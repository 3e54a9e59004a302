use std::sync::Arc;

use crate::server::Handler;

/// A handler-wrapping capability.
///
/// `wrap` receives the next handler in the chain and returns a handler that
/// runs around it. The returned handler may act before and/or after calling
/// `next`, or not call it at all to short-circuit the chain.
///
/// Any `Fn(Handler) -> Handler` closure is a middleware:
///
/// ```rust
/// use enzovu::middleware::{from_fn, Middleware};
/// use enzovu::server::{handler, Handler};
///
/// let noop = from_fn(|next: Handler| next);
/// let wrapped = noop.wrap(handler(|res, _req| { res.text("ok"); }));
/// # let _ = wrapped;
/// ```
pub trait Middleware: Send + Sync {
    fn wrap(&self, next: Handler) -> Handler;
}

impl<F> Middleware for F
where
    F: Fn(Handler) -> Handler + Send + Sync,
{
    fn wrap(&self, next: Handler) -> Handler {
        self(next)
    }
}

/// Share a middleware value so it can be registered on routes, groups and
/// routers.
pub fn from_fn<F>(f: F) -> Arc<dyn Middleware>
where
    F: Fn(Handler) -> Handler + Send + Sync + 'static,
{
    Arc::new(f)
}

● **EXERCISE**: Across the listing above, how many lines include the string "Send"? Answer with a single number.

● **RESPONSE**: 3